Wassail, an old English toast to good health and good times, reflects the character of Rohan Meadery.
“Our business is built on a hobby that got out of hand,” John Rohan, owner, said laughing. “We wanted to share our passion with other people.”
The couple enjoyed exploring the nuances of different mead makers around the country.
“The timing just seemed to be right,” Wendy said. “Mead, the oldest fermented beverage known to man, just seemed to be a natural fit with the slow food movement.”
They discovered they preferred the Czech-German style of mead, which is fermented in a manner similar to wine, drier than most styles and is relatively unique in the marketplace—and it just happens to reflect the heritage of the Roundtopolis™.
“We make 14 styles of mead, and have eight available at any given time depending on the season and fruit availability,” John said. “Seasonal availability is also a marketing advantage because people have a reason to come back to get their favorites.”
The farm-based meadery’s rural Fayette location turned out to be ideal.
“It’s in the middle of nowhere—and the middle of everywhere,” John said, noting that families or friends who live in Austin and Houston often split the difference by meeting at Blissful Folly Farm.
The adults while away afternoons at picnic tables under the covered pavilion while the kids run and play on the farm. The lucky ones get to help gather eggs or do some other farm chore. “I looked at our Instagram account, and all of the pictures are of the sheep, the sheep dogs, the guineas or the chickens,” John said. “There’s not a glass of wine to be found, unless it just happens to be behind a chicken.”
While the Rohans are dedicated to producing top-quality fermented beverages, they are equally committed to creating a memorable, family-friendly atmosphere that allows people to experience the beauty of nature and get a taste of life on a small farm.

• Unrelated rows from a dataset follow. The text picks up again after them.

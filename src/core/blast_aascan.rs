//! Amino Acid Sequence Scanning
//!
//! Reference: ncbi-blast/c++/src/algo/blast/core/blast_aascan.c
//!
//! Protein and RPS subjects are one residue per byte (NCBISTDAA). Both scanners
//! share one loop: roll the word hash one residue at a time, test the presence
//! vector, and copy the cell's hits out on a set bit. They differ only in where
//! the cells live and in the query-side correction (RPS tables store the offset
//! of a word's last residue).

use super::blast_aalookup::AaLookupTable;
use super::blast_lookup::{compute_table_index_incremental, CellHits, PresenceVector, TableGeometry};
use super::blast_rps::RpsLookupTable;
use super::offset_pairs::{OffsetPairs, ScanCursor, SubjectScanner};

/// Frozen backbone a residue scanner can walk.
trait WordHitSource {
    fn geometry(&self) -> &TableGeometry;
    fn presence_vector(&self) -> &PresenceVector;
    fn cell(&self, index: usize) -> CellHits<'_>;
    /// Added to every stored hit before it is reported.
    fn query_adjust(&self) -> i32;
}

impl WordHitSource for AaLookupTable {
    #[inline(always)]
    fn geometry(&self) -> &TableGeometry {
        AaLookupTable::geometry(self)
    }

    #[inline(always)]
    fn presence_vector(&self) -> &PresenceVector {
        self.backbone().presence_vector()
    }

    #[inline(always)]
    fn cell(&self, index: usize) -> CellHits<'_> {
        self.backbone().hits(index)
    }

    #[inline(always)]
    fn query_adjust(&self) -> i32 {
        0
    }
}

impl WordHitSource for RpsLookupTable<'_> {
    #[inline(always)]
    fn geometry(&self) -> &TableGeometry {
        RpsLookupTable::geometry(self)
    }

    #[inline(always)]
    fn presence_vector(&self) -> &PresenceVector {
        RpsLookupTable::presence_vector(self)
    }

    #[inline(always)]
    fn cell(&self, index: usize) -> CellHits<'_> {
        self.hits(index)
    }

    #[inline(always)]
    fn query_adjust(&self) -> i32 {
        -self.table_correction()
    }
}

#[inline(always)]
fn scan_residues<T: WordHitSource>(
    table: &T,
    subject: &[u8],
    cursor: &mut ScanCursor,
    query_offsets: &mut [u32],
    subject_offsets: &mut [u32],
    max_hits: usize,
) -> usize {
    let mut out = OffsetPairs::new(query_offsets, subject_offsets, max_hits);
    if out.capacity() == 0 {
        return 0;
    }

    let geometry = table.geometry();
    let word_length = geometry.word_length;
    let len = subject.len();
    let start = cursor.offset();
    if start + word_length > len {
        return 0;
    }

    let pv = table.presence_vector();
    let q_adjust = table.query_adjust();
    let mut skip = cursor.in_cell();

    // Word starts before `valid_from` contain a residue outside the alphabet.
    let mut valid_from = start;
    let mut index = 0usize;
    for (i, &residue) in subject[start..start + word_length - 1].iter().enumerate() {
        if residue as usize >= geometry.alphabet_size {
            valid_from = start + i + 1;
        }
        index = compute_table_index_incremental(index, residue, geometry.charsize, geometry.mask);
    }

    for end in start + word_length - 1..len {
        let residue = subject[end];
        if residue as usize >= geometry.alphabet_size {
            valid_from = end + 1;
        }
        index = compute_table_index_incremental(index, residue, geometry.charsize, geometry.mask);

        let s_off = end + 1 - word_length;
        // NCBI reference: ncbi-blast/c++/src/algo/blast/core/blast_aascan.c
        //   s_BlastAaScanSubject: if (PV_TEST(pv, index, PV_ARRAY_BTS)) { ... }
        if s_off >= valid_from && pv.test(index) {
            if let Some(next) = out.emit(table.cell(index), skip, s_off, q_adjust) {
                cursor.park(s_off, next);
                return out.len();
            }
        }
        skip = 0;
    }

    cursor.park(len + 1 - word_length, 0);
    out.len()
}

/// Scan a protein subject against a protein lookup table.
pub fn scan_subject(
    table: &AaLookupTable,
    subject: &[u8],
    cursor: &mut ScanCursor,
    query_offsets: &mut [u32],
    subject_offsets: &mut [u32],
    max_hits: usize,
) -> usize {
    scan_residues(table, subject, cursor, query_offsets, subject_offsets, max_hits)
}

/// Scan a protein subject against a profile database.
///
/// Query offsets are word starts in concatenated profile space; map them back
/// with [`RpsLookupTable::profile_for_offset`].
pub fn rps_scan_subject(
    table: &RpsLookupTable<'_>,
    subject: &[u8],
    cursor: &mut ScanCursor,
    query_offsets: &mut [u32],
    subject_offsets: &mut [u32],
    max_hits: usize,
) -> usize {
    scan_residues(table, subject, cursor, query_offsets, subject_offsets, max_hits)
}

impl SubjectScanner for AaLookupTable {
    type Subject<'s> = &'s [u8];

    fn scan_subject(
        &self,
        subject: &[u8],
        cursor: &mut ScanCursor,
        query_offsets: &mut [u32],
        subject_offsets: &mut [u32],
        max_hits: usize,
    ) -> usize {
        scan_subject(self, subject, cursor, query_offsets, subject_offsets, max_hits)
    }
}

impl SubjectScanner for RpsLookupTable<'_> {
    type Subject<'s> = &'s [u8];

    fn scan_subject(
        &self,
        subject: &[u8],
        cursor: &mut ScanCursor,
        query_offsets: &mut [u32],
        subject_offsets: &mut [u32],
        max_hits: usize,
    ) -> usize {
        rps_scan_subject(self, subject, cursor, query_offsets, subject_offsets, max_hits)
    }
}
pub mod matrix;
pub mod mmap;
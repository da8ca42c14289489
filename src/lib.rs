//! Word lookup tables and subject scanners for BLAST-style seed finding.
//!
//! A query is indexed into a mutable builder ([`AaLookupTableBuilder`],
//! [`NaLookupTableBuilder`]), frozen exactly once with `finalize`, and then
//! scanned against any number of subjects, from any number of threads. Profile
//! databases skip the first phase: [`RpsLookupTable`] is read in place from
//! memory-mapped files.
//!
//! Every scanner writes `(query_offset, subject_offset)` pairs into caller-owned
//! buffers and stops when they are full; a [`ScanCursor`] carries the position
//! to resume from.

pub mod core;
pub mod error;
pub mod utils;

pub use crate::core::blast_aalookup::{AaLookupTable, AaLookupTableBuilder, NeighborStats};
pub use crate::core::blast_encoding::{encode_blastna, pack_ncbi2na, PackedNucleotides};
pub use crate::core::blast_lookup::{
    BackboneCell, CellHits, PresenceVector, TableGeometry, ThickBackbone, ThinBackbone, HITS_ON_BACKBONE,
};
pub use crate::core::blast_nalookup::{NaLookupTable, NaLookupTableBuilder};
pub use crate::core::blast_options::{AaLookupOptions, NaLookupOptions};
pub use crate::core::blast_rps::{RpsInfo, RpsLookupTable};
pub use crate::core::offset_pairs::{collect_hits, ScanCursor, SubjectScanner};
pub use crate::error::{LookupError, Result};
pub use crate::utils::matrix::{Pssm, ScoreMatrix};
//! BLAST Core Word Lookup
//!
//! Reference: ncbi-blast/c++/src/algo/blast/core/
//!
//! Word indexing and subject scanning, organized after NCBI BLAST's core/ directory:
//!
//! - **Lookup Tables** (`blast_lookup`, `blast_aalookup`, `blast_nalookup`, `blast_rps`)
//!   - Presence vector, thin (chained) and thick (celled) backbones
//!   - Exact and neighboring word indexing
//!   - Profile database tables over mapped files
//!
//! - **Scanning** (`blast_aascan`, `blast_nascan`, `offset_pairs`)
//!   - Protein, RPS, exact nucleotide and strided (AG) nucleotide scanners
//!   - Bounded, resumable offset-pair output
//!
//! - **Utilities** (`blast_encoding`, `blast_options`)
//!   - Nucleotide encoding and packed subject views
//!   - Lookup table options

// Lookup Tables
pub mod blast_lookup;
pub mod blast_aalookup;
pub mod blast_nalookup;
pub mod blast_rps;

// Scanning
pub mod offset_pairs;
pub mod blast_aascan;
pub mod blast_nascan;

// Utilities
pub mod blast_encoding;

// Parameters and Options
pub mod blast_options;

“We’re a farm winery, so we’re never going to be pretentious,” Wendy said. “We spend our money on equipment and ingredients not on crystal goblets and polished brass. We may have weedy grass, but we’re busy making the best mead possible.”
The Buzz on Honey
Honey is crucial to mead production because it not only provides sugar for fermentation but adds distinct flavor. “Mead’s terroir—it’s sense of place—comes from the honey, which reflects the flowers the bees feed on and the soil that sustains those plants,” John said. At Rohan Meadery they use Texas-produced wildflower honey.
“There are a lot of weird imports,” Wendy said.
For instance, she said, the Chinese are inoculating their bees with growth hormones to stimulate honey production, and they also export ultra-filtered products, which removes all traces of pollen and the only clues as to the honey’s origin. In some cases, the imported product is not actually honey but a man-made substitute.
“Honey is too important to what we do to take any chances, so we depend on regional sources we can trust,” Wendy said.